I've been thinking of a "generational supers" game covering each of the traditional "ages" of the genre: Golden Age (1940s), Silver Age (1960s), Bronze Age (1980s) and Iron Age (2000s), possibly revolving around some cosmic macguffin. Granted, those would not necessarily be the exact same characters, e.g. you could have heroes operating under the same name and costume worn by different people in each age.

And of course, D&D. The Dynast path to Immortality in the D&D RC is pretty much this. Birthright too, would make a great generational game.

Yevla

Quote from: The Butcher;456451Vampire (old and new) lends itself to this very well. Masquerade is easier; Requiem has the Fog of Ages for players to contend with, which means that what transpired in previous ages may or may not be "real".

I think the only thing that would annoy me as a GM about Masquerade, is that due to how generations/aging works, if I started out at an early enough point in history, the players would begin as obscenely powerful vampires and just go up from there. Hence the side thought about playing multiple characters, with most of the action being carried out by minions.
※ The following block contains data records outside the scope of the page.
//! Generation oracle port.
//!
//! Abstracts the backend that produces candidate tests (an LLM service or any
//! pluggable code-generation system). The core never depends on how
//! candidates are produced, only on this interface.

use async_trait::async_trait;
use serde::{Deserialize, Serialize};

use crate::domain::models::{AttemptOutcome, CandidateTest};

/// A rejected attempt summarized for the oracle, so the backend can avoid
/// regenerating candidates that already failed.
#[derive(Debug, Clone, Serialize, Deserialize)]
pub struct FailedAttemptContext {
    pub candidate_id: String,
    pub outcome: AttemptOutcome,
    #[serde(default, skip_serializing_if = "Option::is_none")]
    pub failure_summary: Option<String>,
}

/// Everything the oracle needs to generate the next candidate batch.
#[derive(Debug, Clone, Serialize, Deserialize)]
pub struct GenerationContext {
    /// Path of the test file being extended, relative to the project root.
    pub test_file_path: String,
    /// Current content of the test file (including prior accepted candidates).
    pub test_file_text: String,
    /// Baseline coverage percentage at the time of the request.
    pub baseline_percentage: f64,
    /// Number of coverable lines still uncovered.
    pub uncovered_lines: usize,
    /// Recent rejections, bounded by configuration.
    #[serde(default)]
    pub failed_attempts: Vec<FailedAttemptContext>,
}

/// Error types for oracle operations.
#[derive(Debug, thiserror::Error)]
pub enum OracleError {
    #[error("Oracle network error: {0}")]
    Network(String),

    #[error("Oracle authentication error: {0}")]
    Auth(String),

    #[error("Oracle rate limit or quota exceeded: {0}")]
    Quota(String),

    #[error("Oracle response could not be decoded: {0}")]
    Malformed(String),

    #[error("Oracle backend error: {0}")]
    Backend(String),
}

impl OracleError {
    /// Transient errors are worth retrying; the rest fail fast.
    pub fn is_transient(&self) -> bool {
        matches!(self, Self::Network(_) | Self::Quota(_) | Self::Backend(_))
    }
}

/// Port trait for candidate generation backends.
///
/// Implementations must be `Send + Sync`; the controller calls them from a
/// single task but shares them behind `Arc`.
#[async_trait]
pub trait GenerationOracle: Send + Sync {
    /// Generate up to `batch_size` candidate tests for the given context.
    ///
    /// Returning fewer candidates than requested (including zero) is not an
    /// error — it means the backend had nothing more to propose this round.
    ///
    /// # Errors
    /// - `OracleError::Network` / `Quota` / `Backend` — transient
    ///   infrastructure failure, retried by the caller's policy
    /// - `OracleError::Auth` — permanent, surfaced immediately
    /// - `OracleError::Malformed` — backend replied but the payload failed
    ///   schema validation
    async fn generate(
        &self,
        context: &GenerationContext,
        batch_size: u32,
    ) -> Result<Vec<CandidateTest>, OracleError>;
}

#[cfg(test)]
mod tests {
    use super::*;

    #[test]
    fn transient_classification() {
        assert!(OracleError::Network("reset".into()).is_transient());
        assert!(OracleError::Quota("429".into()).is_transient());
        assert!(OracleError::Backend("500".into()).is_transient());
        assert!(!OracleError::Auth("401".into()).is_transient());
        assert!(!OracleError::Malformed("bad yaml".into()).is_transient());
    }
}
I tend to like the nWoD rule set better though, and thought about just hand-waving away the Fog of Ages bit, and maybe hand-waving the xp loss from topor, too. I basically want to run a campaign with a lot of the old WoD storyline implied, but with the nWoD rules and advancement from weak vampire -> powerful elder. I have the Vampire Conversion guide and would love to test it out on this idea.

.

Esgaldil

I've had pretty much the same idea as Yevla, and similarly never got it off the ground.  I called it Mundus Senescit, with five chapters spanning (approximately) 1000 A.D. to 2000 A.D., with two cities per chapter (e.g. Constantinople and Venice in 1000, Constantinople and Prague in 1250) and including a system whereby the changes you make to your Virtues in 1250 would be carried over to the character you play (not necessarily the same one) next week in 1000.

It never really came together as something playable, but it gave me an excuse to sketch out an alternate Masquerade with different secret groupings and no Sabbat, which was fun.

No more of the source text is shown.